Re: What made you wary of language learning?

Posted: Thu Jun 13, 2019 2:58 pm
by chove
I was always more interested in the sciences at school, languages are a "late" interest for me in my 30s. It didn't help that I didn't know how to study as I was mostly able to wing it through school with minimal effort. I don't know that I was wary so much as I didn't think of languages as a thing I would be able to learn.

Re: What made you wary of language learning?

Posted: Thu Jun 13, 2019 4:00 pm
by Ogrim
rdearman wrote:So perfection is without flaw, and this isn't possible even for native speakers. So I agree work toward the good, best, better, but perfection isn't going to happen so no point losing sleep over it.


This is why in France it is just impossible to get the top grade (20/20), because that would be perfection. :D

I was never wary of language learning, I enjoyed it as a four-year old when according to my mother I followed a German course on Norwegian TV (can't remember that myself), I enjoyed learning it in school and I continued enjoying it at university and thereafter.

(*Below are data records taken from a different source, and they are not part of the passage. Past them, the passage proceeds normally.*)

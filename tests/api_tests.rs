use axum::{
    body::{to_bytes, Body},
    http::{Request, StatusCode},
    Router,
};
use cvd_risk_calculator::{handlers::create_router, services::RiskCalculator, AppState};
use serde_json::{json, Value};
use tower::ServiceExt;

fn app() -> Router {
    create_router(AppState::new(RiskCalculator::with_defaults().unwrap()))
}

async fn body_json(response: axum::response::Response) -> Value {
    let bytes = to_bytes(response.into_body(), usize::MAX).await.unwrap();
    serde_json::from_slice(&bytes).unwrap()
}

fn calculate_request(body: Value) -> Request<Body> {
    Request::builder()
        .method("POST")
        .uri("/api/v1/risk/calculate")
        .header("content-type", "application/json")
        .body(Body::from(body.to_string()))
        .unwrap()
}

fn reference_profile() -> Value {
    json!({
        "age": 60,
        "sex": "Male",
        "systolic_bp": 145.0,
        "total_cholesterol": 5.0,
        "hdl_cholesterol": 1.0,
        "smoker": false,
        "diabetes": false,
        "egfr": 80.0,
        "crp": 2.0,
        "vascular_disease_count": 0,
        "baseline_ldl": 3.5,
        "hba1c": 7.0
    })
}

#[tokio::test]
async fn test_health_endpoint() {
    let response = app()
        .oneshot(Request::builder().uri("/health").body(Body::empty()).unwrap())
        .await
        .unwrap();
    assert_eq!(response.status(), StatusCode::OK);

    let body = body_json(response).await;
    assert_eq!(body["status"], "healthy");
    assert_eq!(body["model"], "smart");
}

#[tokio::test]
async fn test_calculate_endpoint() {
    let response = app()
        .oneshot(calculate_request(json!({
            "profile": reference_profile(),
            "therapies": {
                "pre_existing": ["Atorvastatin 20 mg"],
                "add_on": ["Ezetimibe"]
            },
            "interventions": ["Mediterranean diet", "Physical activity"],
            "sbp_target": 125.0,
            "horizon": "10yr"
        })))
        .await
        .unwrap();
    assert_eq!(response.status(), StatusCode::OK);

    let body = body_json(response).await;
    assert!(body["calculation_id"].is_string());
    assert!(body["calculated_at"].is_string());
    let outcome = &body["result"]["outcome"];
    assert_eq!(outcome["status"], "estimated");
    assert_eq!(outcome["baseline_risk"], 23.9);
    assert_eq!(outcome["post_intervention_risk"], 10.3);
    assert_eq!(outcome["absolute_risk_reduction"], 13.6);
    assert_eq!(outcome["relative_risk_reduction"], 56.9);
    assert_eq!(body["result"]["projected_ldl"], 1.89);
    assert_eq!(body["patient_summary"].as_array().unwrap().len(), 3);
}

#[tokio::test]
async fn test_calculate_rejects_out_of_range_input() {
    let mut profile = reference_profile();
    profile["age"] = json!(25);

    let response = app()
        .oneshot(calculate_request(json!({
            "profile": profile,
            "interventions": ["Yoga"],
            "sbp_target": 120.0
        })))
        .await
        .unwrap();
    assert_eq!(response.status(), StatusCode::BAD_REQUEST);

    let body = body_json(response).await;
    assert_eq!(body["status"], 400);
    let violations = body["violations"].as_array().unwrap();
    assert_eq!(violations.len(), 2);
    assert_eq!(violations[0]["kind"], "out_of_range");
    assert_eq!(violations[0]["field"], "age");
    assert_eq!(violations[1]["kind"], "unknown_intervention");
}

#[tokio::test]
async fn test_calculate_rejects_malformed_body() {
    let response = app()
        .oneshot(calculate_request(json!({ "sbp_target": 120.0 })))
        .await
        .unwrap();
    assert_eq!(response.status(), StatusCode::BAD_REQUEST);
}

#[tokio::test]
async fn test_lifetime_not_applicable_is_not_an_error() {
    let mut profile = reference_profile();
    profile["age"] = json!(87);

    let response = app()
        .oneshot(calculate_request(json!({
            "profile": profile,
            "sbp_target": 130.0,
            "horizon": "lifetime"
        })))
        .await
        .unwrap();
    assert_eq!(response.status(), StatusCode::OK);

    let body = body_json(response).await;
    assert_eq!(body["result"]["outcome"]["status"], "not_applicable");
}

#[tokio::test]
async fn test_reference_tables() {
    let response = app()
        .oneshot(Request::builder().uri("/api/v1/reference/therapies").body(Body::empty()).unwrap())
        .await
        .unwrap();
    assert_eq!(response.status(), StatusCode::OK);
    let therapies = body_json(response).await;
    assert_eq!(therapies.as_array().unwrap().len(), 8);
    assert_eq!(therapies[0]["name"], "Atorvastatin 20 mg");

    let response = app()
        .oneshot(Request::builder().uri("/api/v1/reference/interventions").body(Body::empty()).unwrap())
        .await
        .unwrap();
    let interventions = body_json(response).await;
    assert_eq!(interventions.as_array().unwrap().len(), 11);

    let response = app()
        .oneshot(Request::builder().uri("/api/v1/reference/model").body(Body::empty()).unwrap())
        .await
        .unwrap();
    let model = body_json(response).await;
    assert_eq!(model["model"], "smart");
    assert_eq!(model["covariates"].as_array().unwrap().len(), 10);
}

#[tokio::test]
async fn test_citation_lookup() {
    let response = app()
        .oneshot(
            Request::builder()
                .uri("/api/v1/reference/citations/Ezetimibe")
                .body(Body::empty())
                .unwrap(),
        )
        .await
        .unwrap();
    assert_eq!(response.status(), StatusCode::OK);
    let citation = body_json(response).await;
    assert_eq!(citation["trial"], "IMPROVE-IT");

    let response = app()
        .oneshot(
            Request::builder()
                .uri("/api/v1/reference/citations/Niacin")
                .body(Body::empty())
                .unwrap(),
        )
        .await
        .unwrap();
    assert_eq!(response.status(), StatusCode::NOT_FOUND);
    let body = body_json(response).await;
    assert_eq!(body["status"], 404);
}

Sure, some teachers were better than others, some were really bad, but even the worst didn't manage to kill my motivation for learning languages.

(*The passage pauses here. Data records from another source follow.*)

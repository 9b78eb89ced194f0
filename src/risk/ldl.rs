// LDL-C projection under lipid-lowering therapy
use serde::{Deserialize, Serialize};
use tracing::debug;

use crate::config::{ModelSettings, ReferenceData};
use crate::risk::RiskError;

/// Lowest LDL-C the projection will report, mmol/L
pub const MIN_PLAUSIBLE_LDL_MMOL_L: f64 = 1.0;

/// Share of an add-on therapy's listed effect retained on top of existing therapy
pub const ADDON_EFFECT_FACTOR: f64 = 0.5;

#[derive(Debug, Clone, PartialEq, Serialize, Deserialize)]
pub struct LdlProjection {
    pub baseline: f64,
    /// After pre-existing therapy, floored
    pub after_existing: f64,
    /// After add-on therapy, floored
    pub projected: f64,
}

pub struct LdlProjector<'a> {
    reference: &'a ReferenceData,
    diminishing_addon_effect: bool,
    floor: f64,
}

impl<'a> LdlProjector<'a> {
    pub fn new(reference: &'a ReferenceData, diminishing_addon_effect: bool, floor: f64) -> Self {
        Self {
            reference,
            diminishing_addon_effect,
            floor,
        }
    }

    pub fn from_settings(reference: &'a ReferenceData, settings: &ModelSettings) -> Self {
        Self::new(
            reference,
            settings.diminishing_addon_effect,
            settings.ldl_floor_mmol_l,
        )
    }

    pub fn floor(&self) -> f64 {
        self.floor
    }

    /// Apply pre-existing then add-on therapies multiplicatively. The floor
    /// is applied after each group, so even an untreated LDL below the floor
    /// is reported at the floor.
    pub fn project_ldl(
        &self,
        baseline_ldl: f64,
        pre_therapies: &[String],
        add_therapies: &[String],
    ) -> Result<LdlProjection, RiskError> {
        if !baseline_ldl.is_finite() || baseline_ldl <= 0.0 {
            return Err(RiskError::invalid_input(
                "baseline_ldl",
                format!("must be a positive number, got {}", baseline_ldl),
            ));
        }

        let mut ldl = baseline_ldl;
        for name in pre_therapies {
            ldl *= 1.0 - self.reduction_percent(name)? / 100.0;
        }
        let after_existing = ldl.max(self.floor);

        let addon_factor = if self.diminishing_addon_effect {
            ADDON_EFFECT_FACTOR
        } else {
            1.0
        };

        let mut ldl = after_existing;
        for name in add_therapies {
            ldl *= 1.0 - self.reduction_percent(name)? / 100.0 * addon_factor;
        }
        let projected = ldl.max(self.floor);

        debug!(
            baseline_ldl = %baseline_ldl,
            after_existing = %after_existing,
            projected = %projected,
            pre_therapies = pre_therapies.len(),
            add_therapies = add_therapies.len(),
            diminishing_addon_effect = self.diminishing_addon_effect,
            "Projected LDL-C"
        );

        Ok(LdlProjection {
            baseline: baseline_ldl,
            after_existing,
            projected,
        })
    }

    fn reduction_percent(&self, name: &str) -> Result<f64, RiskError> {
        self.reference
            .ldl_reduction_percent(name)
            .ok_or_else(|| RiskError::UnknownTherapy {
                name: name.to_string(),
            })
    }
}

Re: What made you wary of language learning?

Posted: Thu Jun 13, 2019 6:35 pm
by sherbert
For me, it was intimidation and self-doubt, particularly regarding Asian languages, because the one student who I was aware of who was super skilled in this area, and actually became a Japanese translator, was among the smartest students in school, and I was a million miles away from that in terms of intelligence, or so I thought.

And I was also wary because of the unpleasant experience of studying French for one year in the 4th grade, made all the more difficult by the fact that neither the teacher, nor her assistant, could have even a basic conversation in French.

Re: What made you wary of language learning?

Posted: Thu Jun 13, 2019 6:49 pm
by SophiaMerlin_II
I didn't want to learn Spanish because I don't like the Spanish speaking half of my family.

And what do you know, it's the most popular second language in the US! (for obvious reasons)

Re: What made you wary of language learning?

Posted: Fri Jun 14, 2019 5:05 am
by Xenops
One is self-inflicted, the other due to external forces:

1. Personal Perfectionism--"Hello, I'm Xenops, and I'm a perfectionist." I had the view that unless I had certain information beaten into my brain, unless I could answer 100% correctly, I would never move on to new material. This lead to hundreds of Anki Cloze cards from just a couple of French in Action chapters to my tedious studying of Genki. I still struggle with telling where something is in relation to something else ("the hat is under the table") in Japanese, but I finally decided that instead of being stuck in chapter 4 forever, I would move on. Now I will finish the first textbook this summer, for the first time (woot!)

2. Pressure to focus on Spanish--mainly from my family, but also the American culture in general, and to the exclusion of all other languages. I don't know if I will ever pick up this language again.